Over the course of his life Khaled has left the Gaza Strip only twice, both times when he was quite young. He spent a month living in Jerusalem with an uncle but his memories are limited due to his young age. Another time he was lucky enough to hide in his father’s truck as he went to work in Israel and got to drive around with him. The rest of his life has been spent in the tiny sliver of the Strip. “I want to leave this place. I cannot see myself living here in this situation for the rest of my life.”
So many times I have heard him say this, an irritated tone in his voice. “I wasted a year of my life and I cannot afford to waste another, waiting, like I did before.” Khaled applied for, and received a scholarship to study in Algeria however when he was set to leave Rafah through the only border crossing that Palestinians are allowed to use, he was not allowed to pass despite having all necessary documents. The Strip was under complete closure for a period of months. He was forced to give up his scholarship and make a new plan for himself here in Rafah. All of his friends have left, he reminds me regularly. His one best friend is studying in Cypress, while the other is studying in Egypt. It is easy to read the disappointment and frustration in his face of being cheated out of what was supposed to be his.
Now he dreams of finding a way out, like many others, but it is a daunting and depressing task. Thinking of the rest of one’s life being lived in this tiny, sandy prison however is more depressing. Many people in the world do not travel for a number of reasons, including the expense. Few, however are barred from travelling abroad by an occupying army, forcing them to miss out on the opportunities to see cultures and ways of life so incredibly different from their own.
People cannot even visit Jerusalem or the West Bank and I am incredibly embarrassed to tell Palestinians how life is in Nablus, a city they have never seen and yet is a part of their country. Sometimes I wonder if the children of the second Intifada realize that in Canada people could go their entire lifetimes without hearing a real gun being fired, except on television of course.

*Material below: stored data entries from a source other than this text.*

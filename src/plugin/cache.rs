use std::num::NonZeroUsize;
use std::sync::atomic::{AtomicU64, Ordering};
use std::time::{Duration, Instant};

use futures::future::BoxFuture;
use lru::LruCache;
use parking_lot::Mutex;
use serde_json::{json, Value};
use tracing::debug;

use super::core::{AsyncNext, AsyncPlugin, Invocation, Next, Plugin};
use crate::callable::Resolved;
use crate::error::BindError;

/// Entries kept by [`CachePlugin::new`].
pub const DEFAULT_CACHE_CAPACITY: NonZeroUsize = NonZeroUsize::MIN.saturating_add(999);

struct Entries {
    lru: LruCache<String, (Instant, Value)>,
    last_sweep: Instant,
}

/// Pre plugin caching handler results in memory.
///
/// Entries are keyed by route id and the request's path and query mappings, so
/// routes whose result depends on headers, cookies or the body should not use
/// it. Only plain JSON results are cached; errors and shared objects always go
/// through.
///
/// The cache holds at most `capacity` entries, evicting the least recently
/// used. Expired entries are dropped when looked up, and a store sweeps all of
/// them at most once per TTL.
pub struct CachePlugin {
    ttl: Duration,
    entries: Mutex<Entries>,
    hits: AtomicU64,
    misses: AtomicU64,
    evictions: AtomicU64,
}

impl CachePlugin {
    pub fn new(ttl: Duration) -> Self {
        Self::with_capacity(ttl, DEFAULT_CACHE_CAPACITY)
    }

    pub fn with_capacity(ttl: Duration, capacity: NonZeroUsize) -> Self {
        CachePlugin {
            ttl,
            entries: Mutex::new(Entries {
                lru: LruCache::new(capacity),
                last_sweep: Instant::now(),
            }),
            hits: AtomicU64::new(0),
            misses: AtomicU64::new(0),
            evictions: AtomicU64::new(0),
        }
    }

    #[must_use]
    pub fn hits(&self) -> u64 {
        self.hits.load(Ordering::Relaxed)
    }

    #[must_use]
    pub fn misses(&self) -> u64 {
        self.misses.load(Ordering::Relaxed)
    }

    /// Entries dropped for capacity or expiry.
    #[must_use]
    pub fn evictions(&self) -> u64 {
        self.evictions.load(Ordering::Relaxed)
    }

    #[must_use]
    pub fn len(&self) -> usize {
        self.entries.lock().lru.len()
    }

    #[must_use]
    pub fn is_empty(&self) -> bool {
        self.entries.lock().lru.is_empty()
    }

    /// Drop every entry of `route`.
    pub fn invalidate_route(&self, route: &str) {
        let prefix = format!("{route}\n");
        let mut entries = self.entries.lock();
        let stale: Vec<String> = entries
            .lru
            .iter()
            .filter(|(k, _)| k.starts_with(&prefix))
            .map(|(k, _)| k.clone())
            .collect();
        for key in stale {
            entries.lru.pop(&key);
        }
    }

    /// Drop every expired entry now.
    pub fn purge_expired(&self) {
        let mut entries = self.entries.lock();
        self.sweep(&mut entries);
    }

    pub fn clear(&self) {
        self.entries.lock().lru.clear();
    }

    fn key(inv: &Invocation) -> String {
        let request = inv.context.request();
        let parts = json!({
            "path": request.url_path(),
            "path_params": request.path(),
            "query": request.multi_query(),
        });
        format!("{}\n{}", inv.core.route_id, parts)
    }

    fn sweep(&self, entries: &mut Entries) {
        let expired: Vec<String> = entries
            .lru
            .iter()
            .filter(|(_, (stored, _))| stored.elapsed() >= self.ttl)
            .map(|(k, _)| k.clone())
            .collect();
        for key in &expired {
            entries.lru.pop(key);
        }
        entries.last_sweep = Instant::now();
        if !expired.is_empty() {
            self.evictions.fetch_add(expired.len() as u64, Ordering::Relaxed);
            debug!(count = expired.len(), "Cache swept expired entries");
        }
    }

    fn lookup(&self, key: &str) -> Option<Value> {
        let mut entries = self.entries.lock();
        let found = entries
            .lru
            .get(key)
            .map(|(stored, value)| (stored.elapsed() < self.ttl, value.clone()));
        let fresh = match found {
            Some((true, value)) => Some(value),
            Some((false, _)) => {
                entries.lru.pop(key);
                self.evictions.fetch_add(1, Ordering::Relaxed);
                None
            }
            None => None,
        };
        drop(entries);
        match fresh {
            Some(value) => {
                self.hits.fetch_add(1, Ordering::Relaxed);
                debug!(key = %key, "Cache hit");
                Some(value)
            }
            None => {
                self.misses.fetch_add(1, Ordering::Relaxed);
                None
            }
        }
    }

    fn store(&self, key: String, result: &Result<Resolved, BindError>) {
        if let Ok(Resolved::Value(value)) = result {
            let mut entries = self.entries.lock();
            if entries.last_sweep.elapsed() >= self.ttl {
                self.sweep(&mut entries);
            }
            if let Some((evicted, _)) = entries.lru.push(key.clone(), (Instant::now(), value.clone())) {
                if evicted != key {
                    self.evictions.fetch_add(1, Ordering::Relaxed);
                }
            }
        }
    }
}

impl Plugin for CachePlugin {
    fn call(&self, inv: Invocation, next: Next<'_>) -> Result<Resolved, BindError> {
        let key = Self::key(&inv);
        if let Some(value) = self.lookup(&key) {
            return Ok(Resolved::Value(value));
        }
        let result = next.run(inv);
        self.store(key, &result);
        result
    }
}

impl AsyncPlugin for CachePlugin {
    fn call<'a>(&'a self, inv: Invocation, next: AsyncNext<'a>) -> BoxFuture<'a, Result<Resolved, BindError>> {
        Box::pin(async move {
            let key = Self::key(&inv);
            if let Some(value) = self.lookup(&key) {
                return Ok(Resolved::Value(value));
            }
            let result = next.run(inv).await;
            self.store(key, &result);
            result
        })
    }
}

In Rafah I know that I did not go an entire day without hearing gunfire.
Many nights as we sit around with nothing else to do, he tells me stories of his childhood, of the events of the city, of the cultural and political eccentricities that are difficult to fully understand for an outsider. Often I tease him about his childhood, and how he must of have been a stone-throwing child during the first intifada. He tells me that often his friends and he would throw stones on their way home from school at some soldiers stationed in a building. “Sometimes we would ask them for money and they would give it to us, or they would give us sandwiches to eat.”
The fun and games of children however has transformed in their teenage years. One of Khaled’s friends has been killed, his shaheed poster is hung as a memory on Khaled’s bedroom wall. Where young boys once threw rocks now as teenagers they have the choice to join the resistence and fight for their freedom. “I was asked to join the resistance,” another friend tells me as we march through the streets in a demonstration against the Geneva Accords, “I was offered a gun and everything, but my studies are more important to me.”
Khaled’s father has been in prison dozens of times, rounded up and arrested for no apparent reason like the majority of other Palestinian men. “One time when they were arresting all the men in the area they came to the house to take my father away. I was young but I remember standing there watching. My mother was crying and as the soldiers took my father away she ran after them screaming and throwing stones at them.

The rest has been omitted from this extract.